Any soldier might question the wisdom of receiving vaccines that never cleared
standard FDA guidelines, or carry known health risks for a significant
percentage of individuals, or have only marginal capacities to confer immunity
to any biological agent that might conceivably be used in a combat scenario.
Michael Berger recalled what all of us who served in any branch of the military
recall: there is no written or verbal “consent to treat” in military medical
settings. There is no opportunity to discuss or opt out of “shot day” in recruit
training or during mobilization. And if all recruits are men in their late teens
or early twenties who are “vaccine-naïve” (as was often the case through the
Vietnam era) many less-adverse reactions are seen.
But times have changed. Women serve. Older men serve. People who have received
other vaccines earlier in their lives serve. And many of these servicemen and
women may well have health histories—like Michael Berger—that preclude receiving
certain vaccines. At the moment, servicemembers who refuse vaccination, even if
on solid medical grounds, are usually punished, more than a hundred so far by
court-martial.
On October 1, 2004, Rep. Christopher Shays (R-Conn.) proposed a bill that would
exempt servicemembers from punishment for refusing to take smallpox or anthrax
vaccines. An act of Congress may well be the only way to force the military to
create and promulgate the regulations and training needed to improve this aspect
of its vaccine program.
On October 28, 2004, Judge Emmet G. Sullivan (the judge who was foiled a year
earlier when the FDA hurriedly approved the anthrax vaccine under dubious
circumstances) ruled that the Department of Defense must cease anthrax
vaccination immediately, noting that FDA “acted improperly when it approved the
experimental injections for general use,” and flatly called the military’s
mandatory vaccination program (which has immunized more than a million troops in
the last six years) “illegal.”
As for the dismal inadequacies at inferior and overcrowded medical holding
facilities at Army bases, a cascade of complaints instigated a Senate
investigation from the office of Sen. Kit Bond (D-Mo.). But it remains unclear
if this Army-wide problem has been fully or adequately addressed.

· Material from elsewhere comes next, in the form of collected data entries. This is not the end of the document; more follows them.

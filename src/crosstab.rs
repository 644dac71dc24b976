//! Cross-tabulation of two or more free-text criteria.

use serde::Serialize;
use tracing::debug;

use crate::aggregate::percent;
use crate::schema_index::{Criteria, CriteriaResolver, Criterion};
use crate::survey::{Question, Response};

/// Base and intersection counts for a resolved multi-criteria query.
///
/// Counts are plain respondent counts; weights are not applied here, unlike
/// [`crate::aggregate::aggregate`].
#[derive(Debug, Clone, PartialEq, Serialize)]
#[serde(rename_all = "camelCase")]
pub struct CrossTabResult {
    pub base: Criterion,
    pub base_label: String,
    pub base_count: usize,
    pub intersections: Vec<Criterion>,
    pub intersection_labels: Vec<String>,
    pub intersection_count: usize,
    pub percent_of_base: u64,
    pub percent_of_all: u64,
    /// Size of the response set the percentages were taken over.
    pub total_responses: usize,
    pub insight: String,
}

fn choice_label(questions: &[Question], criterion: &Criterion) -> String {
    questions
        .iter()
        .find(|q| q.id == criterion.question_id)
        .and_then(|q| q.choice(&criterion.choice_id))
        .map(|c| c.text.clone())
        .unwrap_or_else(|| criterion.choice_id.clone())
}

fn answered_exactly(response: &Response, criterion: &Criterion) -> bool {
    response
        .answer(&criterion.question_id)
        .and_then(|a| a.as_single())
        == Some(criterion.choice_id.as_str())
}

/// Resolve `query` and cross-tabulate it, or `None` when fewer than two questions resolve.
pub fn resolve<R: CriteriaResolver + ?Sized>(
    resolver: &R,
    questions: &[Question],
    responses: &[Response],
    query: &str,
) -> Option<CrossTabResult> {
    let criteria = resolver.extract_criteria(query);
    debug!(resolved = criteria.len(), "cross-tab criteria");
    cross_tab(&criteria, questions, responses)
}

/// Cross-tabulate already-resolved criteria.
///
/// The first criterion is the base; every other criterion must hold as well for a response to
/// count toward the intersection. Matching is scalar equality only, so multi-select answers
/// never satisfy a predicate here.
pub fn cross_tab(
    criteria: &Criteria,
    questions: &[Question],
    responses: &[Response],
) -> Option<CrossTabResult> {
    if criteria.len() < 2 {
        return None;
    }
    let mut iter = criteria.iter();
    let base = iter.next()?.clone();
    let intersections: Vec<Criterion> = iter.cloned().collect();

    let base_group: Vec<&Response> = responses
        .iter()
        .filter(|r| answered_exactly(r, &base))
        .collect();
    let intersection_count = base_group
        .iter()
        .filter(|r| intersections.iter().all(|c| answered_exactly(r, c)))
        .count();

    let base_count = base_group.len();
    let percent_of_base = percent(intersection_count as f64, base_count as f64);
    let percent_of_all = percent(intersection_count as f64, responses.len() as f64);

    let base_label = choice_label(questions, &base);
    let intersection_labels: Vec<String> = intersections
        .iter()
        .map(|c| choice_label(questions, c))
        .collect();
    let insight = render_insight(&base_label, &intersection_labels, percent_of_base);

    Some(CrossTabResult {
        base,
        base_label,
        base_count,
        intersections,
        intersection_labels,
        intersection_count,
        percent_of_base,
        percent_of_all,
        total_responses: responses.len(),
        insight,
    })
}

fn render_insight(base_label: &str, intersection_labels: &[String], percent_of_base: u64) -> String {
    let combined = intersection_labels
        .iter()
        .map(|l| format!("\"{l}\""))
        .collect::<Vec<_>>()
        .join(" and ");
    format!(
        "{combined} is notable among respondents who chose \"{base_label}\": \
         {percent_of_base}% of them also chose it."
    )
}

impl CrossTabResult {
    /// Markdown rendering for the query surface.
    pub fn to_markdown(&self) -> String {
        let criteria = self.intersection_labels.join(" + ");
        format!(
            "| Group | Respondents | % of base | % of all |\n\
             |---|---|---|---|\n\
             | {base} | {base_count} | {base_self}% | {base_all}% |\n\
             | {base} + {criteria} | {count} | {pob}% | {poa}% |\n\n{insight}",
            base = self.base_label,
            base_count = self.base_count,
            base_self = percent(self.base_count as f64, self.base_count as f64),
            base_all = percent(self.base_count as f64, self.total_responses as f64),
            count = self.intersection_count,
            pob = self.percent_of_base,
            poa = self.percent_of_all,
            insight = self.insight,
        )
    }
}
use aruco_sheets_aruco::{render_marker, PredefinedDictionary};
use aruco_sheets_live::{
    run_live, DirectorySink, ImageSequence, LiveConfig, MarkerDetector, StopReason,
};
use image::{imageops, DynamicImage, Rgb, RgbImage};

fn frame_with_markers(ids: &[u32]) -> RgbImage {
    let dict = PredefinedDictionary::Dict4x4_50.dictionary();
    let mut frame = RgbImage::from_pixel(80 + 100 * ids.len() as u32, 160, Rgb([255, 255, 255]));
    for (k, &id) in ids.iter().enumerate() {
        let marker = DynamicImage::ImageLuma8(render_marker(&dict, id, 60, 1).expect("render"));
        imageops::replace(&mut frame, &marker.to_rgb8(), 40 + 100 * k as i64, 50);
    }
    frame
}

#[test]
fn directory_frames_are_detected_and_annotated() {
    let input = tempfile::tempdir().expect("input dir");
    let output = tempfile::tempdir().expect("output dir");
    frame_with_markers(&[3, 8])
        .save(input.path().join("000.png"))
        .expect("save frame");
    frame_with_markers(&[21])
        .save(input.path().join("001.png"))
        .expect("save frame");

    let cfg = LiveConfig::default();
    let detector = MarkerDetector::new(cfg.dictionary.dictionary(), cfg.detector.clone())
        .expect("detector");

    let first = detector.detect_rgb(&frame_with_markers(&[3, 8]));
    let mut ids: Vec<u32> = first.iter().map(|d| d.id).collect();
    ids.sort_unstable();
    assert_eq!(ids, vec![3, 8]);

    let frames = ImageSequence::open(input.path()).expect("frames");
    let mut sink = DirectorySink::create(output.path()).expect("sink");
    let summary = run_live(frames, &detector, &mut sink, &cfg).expect("run");

    assert_eq!(summary.stop, StopReason::Exhausted);
    assert_eq!(summary.frames, 2);
    assert_eq!(summary.detections, 3);
    assert!(sink.frame_path(1).exists());

    let annotated = image::open(sink.frame_path(0)).expect("annotated").to_rgb8();
    assert!(annotated.pixels().any(|p| *p == Rgb([0, 255, 0])));
}
/// Borrowed row-major 8-bit grayscale raster.
#[derive(Clone, Copy, Debug)]
pub struct GrayImageView<'a> {
    pub width: usize,
    pub height: usize,
    pub data: &'a [u8], // row-major, len = w*h
}

impl<'a> From<&'a image::GrayImage> for GrayImageView<'a> {
    fn from(img: &'a image::GrayImage) -> Self {
        Self {
            width: img.width() as usize,
            height: img.height() as usize,
            data: img.as_raw(),
        }
    }
}

impl GrayImageView<'_> {
    /// Pixel at signed coordinates; out-of-bounds reads return black.
    #[inline]
    pub fn get_clamped(&self, x: i32, y: i32) -> u8 {
        if x < 0 || y < 0 || x >= self.width as i32 || y >= self.height as i32 {
            return 0;
        }
        self.data[y as usize * self.width + x as usize]
    }
}

#[cfg(test)]
mod tests {
    use super::*;
    use image::Luma;

    #[test]
    fn view_borrows_the_image_buffer() {
        let mut img = image::GrayImage::from_pixel(3, 2, Luma([255]));
        img.put_pixel(1, 1, Luma([9]));
        let view = GrayImageView::from(&img);
        assert_eq!((view.width, view.height), (3, 2));
        assert_eq!(view.get_clamped(1, 1), 9);
        assert_eq!(view.get_clamped(2, 1), 255);
        assert_eq!(view.get_clamped(-1, 0), 0);
        assert_eq!(view.get_clamped(3, 0), 0);
    }
}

“I’m not interested in playing the disgruntled soldier,” Berger said. “I’m not
looking to hurt anybody or to get even with anybody or make a lot of noise for
no reason. From what I’ve been told the Army knew there was a category of people
that should not receive the smallpox or anthrax vaccines, and I’m simply asking
for accountability on the part of the service I’ve served proudly for 20 years.”
Berger sees his situation as similar to an injury sustained in the line of duty.
“I was ordered to get the vaccines. I did so. And doing so proved to be
detrimental to my health. In what way am I personally responsible for that? If I
were wounded in combat, there’d be no questions asked—I’d be cared for until I
recovered, and if I were disabled, I’d receive a realistic disability pension.
How is my situation different?”
Michael Berger is not sure what comes next. Sen. Stabenow’s investigation is
underway, and the labyrinth of the VA medical system is waiting for him at home
in Michigan. “It’s a step at a time,” he said. “Right now, I’m just looking
forward to being back with my wife and kids.”